TASK REQUIREMENTS: Each line of the records that holds "write" should be shown in full.

· · · · · · ·

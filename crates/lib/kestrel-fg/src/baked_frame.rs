use std::collections::HashMap;
use std::time::Duration;

use arrayvec::ArrayVec;
use ash::vk;

use kestrel_rhi::backend::{
    aspect_flags_for_format, is_depth_format, is_depth_stencil_format, Buffer, ClearValue,
    CommandBuffer, CommandPool, Device, Fence, Image, ImageView, ImageViewDesc, Queue,
    RenderingAttachment, RenderingInfo, RhiError, Semaphore,
};

use crate::frame_pool::FramePool;
use crate::graph::FrameGraph;
use crate::resource::GraphId;
use crate::task::TaskType;

const MAX_COLOR_ATTACHMENTS: usize = 8;

pub(crate) struct FrameResources {
    pub images: Vec<(u64, Image)>,
    pub views: Vec<(u64, ImageView)>,
    pub buffers: Vec<(u64, Buffer)>,
}

impl Default for FrameResources {
    fn default() -> Self {
        Self {
            images: Vec::new(),
            views: Vec::new(),
            buffers: Vec::new(),
        }
    }
}

/// A compiled plan turned into physical GPU objects: the transient
/// resources, views, the pre-recorded primary command buffer and the
/// per-plan synchronization objects.
///
/// Submission state is carried by the fence: signaled while the graph is
/// ready, unsignaled while its submission is in flight.
pub struct BakedFrameGraph {
    fingerprint: u64,

    cmb: CommandBuffer,
    fence: Fence,
    semaphore: Semaphore,

    resources: FrameResources,
    backbuffer: usize,
}

impl BakedFrameGraph {
    /// Wait until the previous submission of this plan finished, then
    /// resubmit the pre-recorded commands. Returns the semaphore the
    /// caller chains into the presentation blit.
    pub fn execute(&self, queue: &Queue) -> anyhow::Result<vk::Semaphore, RhiError> {
        self.fence.wait(None)?;
        self.fence.reset()?;

        self.cmb
            .submit(queue, &[], std::slice::from_ref(&self.semaphore.raw), Some(&self.fence))?;

        Ok(self.semaphore.raw)
    }

    /// Block until any outstanding submission of this plan completed.
    pub fn wait_done(&self) -> anyhow::Result<(), RhiError> {
        self.fence.wait(Some(Duration::from_secs(5)))
    }

    pub fn backbuffer(&self) -> &Image {
        &self.resources.images[self.backbuffer].1
    }

    pub fn fingerprint(&self) -> u64 {
        self.fingerprint
    }

    pub(crate) fn into_resources(self) -> FrameResources {
        self.resources
    }
}

impl FrameGraph {
    /// Instantiate the compiled plan into a [`BakedFrameGraph`]:
    /// transient resources come from the pool, image layouts are brought
    /// to attachment-optimal by a one-shot transition submission awaited
    /// before returning, and every raster task's `on_execute` is recorded
    /// into the primary command buffer inside its rendering scope.
    pub fn make_frame(
        &mut self,
        device: &Device,
        queue: &Queue,
        command_pool: &CommandPool,
        frame_pool: &mut FramePool,
        render_area: vk::Rect2D,
    ) -> anyhow::Result<BakedFrameGraph, RhiError> {
        let compiled = self
            .compiled
            .as_ref()
            .expect("make_frame() called before bake()!");

        let cmb = command_pool.create_command_buffer(vk::CommandBufferLevel::PRIMARY)?;
        device.set_object_name(cmb.raw, "FrameGraph:CommandBuffer:Main");

        let semaphore = Semaphore::create(device)?;
        device.set_object_name(semaphore.raw, "FrameGraph:Semaphore:Main");

        let fence = Fence::create_signaled(device)?;
        device.set_object_name(fence.raw, "FrameGraph:Fence:Main");

        let transition_cmb = command_pool.create_command_buffer(vk::CommandBufferLevel::PRIMARY)?;
        let transition_fence = Fence::create(device)?;

        let mut resources = FrameResources::default();
        // resource id -> index into resources.images
        let mut image_mapper: HashMap<GraphId, usize> = HashMap::new();
        let mut clear_values: HashMap<GraphId, ClearValue> = HashMap::new();
        let mut backbuffer = None;

        cmb.begin(false)?;
        transition_cmb.begin(true)?;

        for pass in &compiled.passes {
            if pass.ty != TaskType::Raster {
                // only the raster branch records commands today
                continue;
            }

            cmb.begin_debug_region(&format!("Task:{}", pass.name));

            for info in &pass.images {
                let (key, image) = frame_pool.create_or_reuse_image(device, &info.desc, &info.name)?;
                device.set_object_name(image.raw, &format!("FrameGraph:Image:{}", info.name));

                transition_cmb.begin_debug_region(&format!("Transition:{}", info.name));
                transition_cmb.transition_image_layout(
                    &image,
                    vk::ImageLayout::UNDEFINED,
                    attachment_layout(info.desc.format),
                );
                transition_cmb.end_debug_region();

                let index = resources.images.len();
                resources.images.push((key, image));
                image_mapper.insert(info.id, index);
                clear_values.insert(info.id, info.clear_value);

                if backbuffer.is_none() && info.id == compiled.backbuffer {
                    backbuffer = Some(index);
                }
            }

            for info in &pass.buffers {
                let (key, buffer) =
                    frame_pool.create_or_reuse_buffer(device, &info.desc, &info.name)?;
                device.set_object_name(buffer.raw, &format!("FrameGraph:Buffer:{}", info.name));
                resources.buffers.push((key, buffer));
            }

            let mut color_attachments: ArrayVec<RenderingAttachment, MAX_COLOR_ATTACHMENTS> =
                ArrayVec::new();
            let mut depth_attachment = None;

            // written targets first, then created-but-unwritten ones
            let mut attached: Vec<GraphId> = Vec::new();
            for write in &pass.writes {
                // non-transient targets are externally retained and carry
                // no pooled image to attach
                let index = match image_mapper.get(&write.image) {
                    Some(&index) => index,
                    None => continue,
                };
                let image = &resources.images[index].1;
                let format = image.desc.format;

                let view_desc = ImageViewDesc::builder()
                    .view_type(write.view_type)
                    .aspect_mask(aspect_flags_for_format(format))
                    .build()
                    .unwrap();
                let (key, view) = frame_pool.create_or_reuse_image_view(device, image, &view_desc)?;

                let clear = write
                    .clear_value
                    .or_else(|| clear_values.get(&write.image).copied())
                    .unwrap_or_default();

                let attachment = RenderingAttachment {
                    view: view.raw,
                    layout: attachment_layout(format),
                    load_op: if write.load {
                        vk::AttachmentLoadOp::LOAD
                    } else {
                        vk::AttachmentLoadOp::CLEAR
                    },
                    store_op: vk::AttachmentStoreOp::STORE,
                    clear_value: clear.into(),
                };

                resources.views.push((key, view));
                attached.push(write.image);

                if is_depth_format(format) || is_depth_stencil_format(format) {
                    depth_attachment = Some(attachment);
                } else {
                    color_attachments.push(attachment);
                }
            }

            for info in &pass.images {
                if attached.contains(&info.id) {
                    continue;
                }

                let index = image_mapper[&info.id];
                let image = &resources.images[index].1;
                let format = image.desc.format;

                let view_desc = ImageViewDesc::builder()
                    .aspect_mask(aspect_flags_for_format(format))
                    .build()
                    .unwrap();
                let (key, view) = frame_pool.create_or_reuse_image_view(device, image, &view_desc)?;

                let attachment = RenderingAttachment {
                    view: view.raw,
                    layout: attachment_layout(format),
                    load_op: vk::AttachmentLoadOp::CLEAR,
                    store_op: vk::AttachmentStoreOp::STORE,
                    clear_value: info.clear_value.into(),
                };

                resources.views.push((key, view));

                if is_depth_format(format) || is_depth_stencil_format(format) {
                    depth_attachment = Some(attachment);
                } else {
                    color_attachments.push(attachment);
                }
            }

            // views for pure reads are kept alive alongside the frame
            for read in &pass.reads {
                if let Some(&index) = image_mapper.get(&read.image) {
                    let image = &resources.images[index].1;
                    let view_desc = ImageViewDesc::builder()
                        .view_type(read.view_type)
                        .aspect_mask(aspect_flags_for_format(image.desc.format))
                        .build()
                        .unwrap();
                    let (key, view) =
                        frame_pool.create_or_reuse_image_view(device, image, &view_desc)?;
                    resources.views.push((key, view));
                }
            }

            let rendering_info = RenderingInfo {
                render_area,
                color_attachments: color_attachments.into_iter().collect(),
                depth_attachment,
            };

            cmb.begin_rendering(&rendering_info);

            let payload = self
                .payloads
                .get_mut(&pass.id)
                .expect("Task payload is missing!");
            (payload.on_execute)(payload.data.as_ref(), &cmb);

            cmb.end_rendering();
            cmb.end_debug_region();
        }

        cmb.end()?;
        transition_cmb.end()?;

        // layouts must be attachment-optimal before the primary runs
        transition_cmb.submit(queue, &[], &[], Some(&transition_fence))?;
        transition_fence.wait(None)?;

        let backbuffer = backbuffer.expect("No backbuffer was produced by the frame graph!");

        Ok(BakedFrameGraph {
            fingerprint: compiled.fingerprint,
            cmb,
            fence,
            semaphore,
            resources,
            backbuffer,
        })
    }
}

fn attachment_layout(format: vk::Format) -> vk::ImageLayout {
    if is_depth_format(format) || is_depth_stencil_format(format) {
        vk::ImageLayout::DEPTH_STENCIL_ATTACHMENT_OPTIMAL
    } else {
        vk::ImageLayout::COLOR_ATTACHMENT_OPTIMAL
    }
}
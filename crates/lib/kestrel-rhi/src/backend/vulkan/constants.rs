/// Enable vulkan validation layers and the debug messenger.
pub const ENABLE_DEBUG: bool = cfg!(debug_assertions);

pub const REQUIRED_VALIDATION_LAYERS: [&str; 1] = ["VK_LAYER_KHRONOS_validation"];

/// Upper bound of frames in flight. The render surface clamps its
/// buffering count to this value.
pub const MAX_FRAMES_IN_FLIGHT: usize = 3;

/// How long we are willing to block on the next swapchain image.
pub const ACQUIRE_IMAGE_TIMEOUT_NS: u64 = 100_000_000;
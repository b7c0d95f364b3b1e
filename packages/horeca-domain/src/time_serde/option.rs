use serde::{Deserialize as _, Deserializer, Serializer};
use time::Date;

pub fn serialize<S>(value: &Option<Date>, serializer: S) -> Result<S::Ok, S::Error>
where
	S: Serializer,
{
	match value {
		Some(value) => crate::time_serde::serialize(value, serializer),
		None => serializer.serialize_none(),
	}
}

pub fn deserialize<'de, D>(deserializer: D) -> Result<Option<Date>, D::Error>
where
	D: Deserializer<'de>,
{
	let raw = Option::<String>::deserialize(deserializer)?;

	match raw {
		Some(value) if !value.trim().is_empty() =>
			crate::time_serde::parse_date(&value).map(Some).map_err(serde::de::Error::custom),
		_ => Ok(None),
	}
}
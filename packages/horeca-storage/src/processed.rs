//! Normalized records. Rows are owned by the raw record they were derived from.

use std::collections::BTreeSet;

use sqlx::{PgConnection, PgExecutor};
use time::Date;
use uuid::Uuid;

use crate::{Result, models::ProcessedRecord};
use horeca_domain::{Endpoint, calendar::DateRange};

pub fn processed_id_for(endpoint: Endpoint, natural_key: &str) -> Uuid {
	let name = format!("{endpoint}:processed:{natural_key}");

	Uuid::new_v5(&Uuid::NAMESPACE_OID, name.as_bytes())
}

/// Replaces every processed row derived from `source_raw_id` with `records`.
///
/// Rows whose natural key no longer appears (a ticket line removed upstream) are deleted; the rest
/// are upserted by `processed_id`. Run inside a transaction so readers never see a half-replaced
/// set.
pub async fn replace_for_raw(
	conn: &mut PgConnection,
	source_raw_id: Uuid,
	records: &[ProcessedRecord],
) -> Result<u64> {
	let keep: Vec<Uuid> = records.iter().map(|record| record.processed_id).collect();

	sqlx::query(
		"\
DELETE FROM processed_records
WHERE source_raw_id = $1
	AND NOT (processed_id = ANY($2))",
	)
	.bind(source_raw_id)
	.bind(&keep)
	.execute(&mut *conn)
	.await?;

	let mut written = 0;

	for record in records {
		written += upsert_processed(&mut *conn, record).await?;
	}

	Ok(written)
}

pub async fn upsert_processed<'e, E>(executor: E, record: &ProcessedRecord) -> Result<u64>
where
	E: PgExecutor<'e>,
{
	let result = sqlx::query(
		"\
INSERT INTO processed_records (
	processed_id,
	endpoint,
	record_date,
	location_id,
	team_id,
	user_id,
	hours_worked,
	wage_cost,
	revenue_excl_vat,
	revenue_incl_vat,
	vat_amount,
	quantity,
	product_name,
	category,
	payment_method,
	ticket_ref,
	transaction_count,
	cost_price,
	payment_methods,
	source_raw_id,
	processed_at
)
VALUES (
	$1,
	$2,
	$3,
	$4,
	$5,
	$6,
	$7,
	$8,
	$9,
	$10,
	$11,
	$12,
	$13,
	$14,
	$15,
	$16,
	$17,
	$18,
	$19,
	$20,
	$21
)
ON CONFLICT (processed_id) DO UPDATE
SET
	record_date = EXCLUDED.record_date,
	location_id = EXCLUDED.location_id,
	team_id = EXCLUDED.team_id,
	user_id = EXCLUDED.user_id,
	hours_worked = EXCLUDED.hours_worked,
	wage_cost = EXCLUDED.wage_cost,
	revenue_excl_vat = EXCLUDED.revenue_excl_vat,
	revenue_incl_vat = EXCLUDED.revenue_incl_vat,
	vat_amount = EXCLUDED.vat_amount,
	quantity = EXCLUDED.quantity,
	product_name = EXCLUDED.product_name,
	category = EXCLUDED.category,
	payment_method = EXCLUDED.payment_method,
	ticket_ref = EXCLUDED.ticket_ref,
	transaction_count = EXCLUDED.transaction_count,
	cost_price = EXCLUDED.cost_price,
	payment_methods = EXCLUDED.payment_methods,
	source_raw_id = EXCLUDED.source_raw_id,
	processed_at = EXCLUDED.processed_at",
	)
	.bind(record.processed_id)
	.bind(record.endpoint.as_str())
	.bind(record.record_date)
	.bind(record.location_id)
	.bind(record.team_id)
	.bind(record.user_id)
	.bind(record.hours_worked)
	.bind(record.wage_cost)
	.bind(record.revenue_excl_vat)
	.bind(record.revenue_incl_vat)
	.bind(record.vat_amount)
	.bind(record.quantity)
	.bind(record.product_name.as_deref())
	.bind(record.category.as_deref())
	.bind(record.payment_method.as_deref())
	.bind(record.ticket_ref.as_deref())
	.bind(record.transaction_count)
	.bind(record.cost_price)
	.bind(record.payment_methods.as_ref())
	.bind(record.source_raw_id)
	.bind(record.processed_at)
	.execute(executor)
	.await?;

	Ok(result.rows_affected())
}

pub async fn list_processed_dates<'e, E>(
	executor: E,
	endpoint: Endpoint,
	range: DateRange,
) -> Result<BTreeSet<Date>>
where
	E: PgExecutor<'e>,
{
	let dates: Vec<Date> = sqlx::query_scalar(
		"\
SELECT DISTINCT record_date
FROM processed_records
WHERE endpoint = $1
	AND record_date BETWEEN $2 AND $3",
	)
	.bind(endpoint.as_str())
	.bind(range.start)
	.bind(range.end)
	.fetch_all(executor)
	.await?;

	Ok(dates.into_iter().collect())
}

/// Every processed row of the given endpoints in range, ordered so rollups see a stable sequence.
pub async fn list_processed_in_range<'e, E>(
	executor: E,
	endpoints: &[Endpoint],
	range: DateRange,
	location_id: Option<Uuid>,
) -> Result<Vec<ProcessedRecord>>
where
	E: PgExecutor<'e>,
{
	let endpoints: Vec<&str> = endpoints.iter().map(|endpoint| endpoint.as_str()).collect();
	let rows = sqlx::query_as::<_, ProcessedRecord>(
		"\
SELECT
	processed_id,
	endpoint,
	record_date,
	location_id,
	team_id,
	user_id,
	hours_worked,
	wage_cost,
	revenue_excl_vat,
	revenue_incl_vat,
	vat_amount,
	quantity,
	product_name,
	category,
	payment_method,
	ticket_ref,
	transaction_count,
	cost_price,
	payment_methods,
	source_raw_id,
	processed_at
FROM processed_records
WHERE endpoint = ANY($1)
	AND record_date BETWEEN $2 AND $3
	AND ($4::uuid IS NULL OR location_id = $4)
ORDER BY location_id, record_date, processed_id",
	)
	.bind(&endpoints)
	.bind(range.start)
	.bind(range.end)
	.bind(location_id)
	.fetch_all(executor)
	.await?;

	Ok(rows)
}

#[cfg(test)]
mod tests {
	use super::*;

	#[test]
	fn processed_ids_are_scoped_by_endpoint() {
		let registered = processed_id_for(Endpoint::TimeRegistrationShifts, "42");
		let planned = processed_id_for(Endpoint::PlanningShifts, "42");

		assert_ne!(registered, planned);
		assert_eq!(registered, processed_id_for(Endpoint::TimeRegistrationShifts, "42"));
	}
}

· · · · · · ·

EXERCISE RESULT:
            for write in &pass.writes {
                let index = match image_mapper.get(&write.image) {
                    .view_type(write.view_type)
                let clear = write
                    .or_else(|| clear_values.get(&write.image).copied())
                    load_op: if write.load {
                attached.push(write.image);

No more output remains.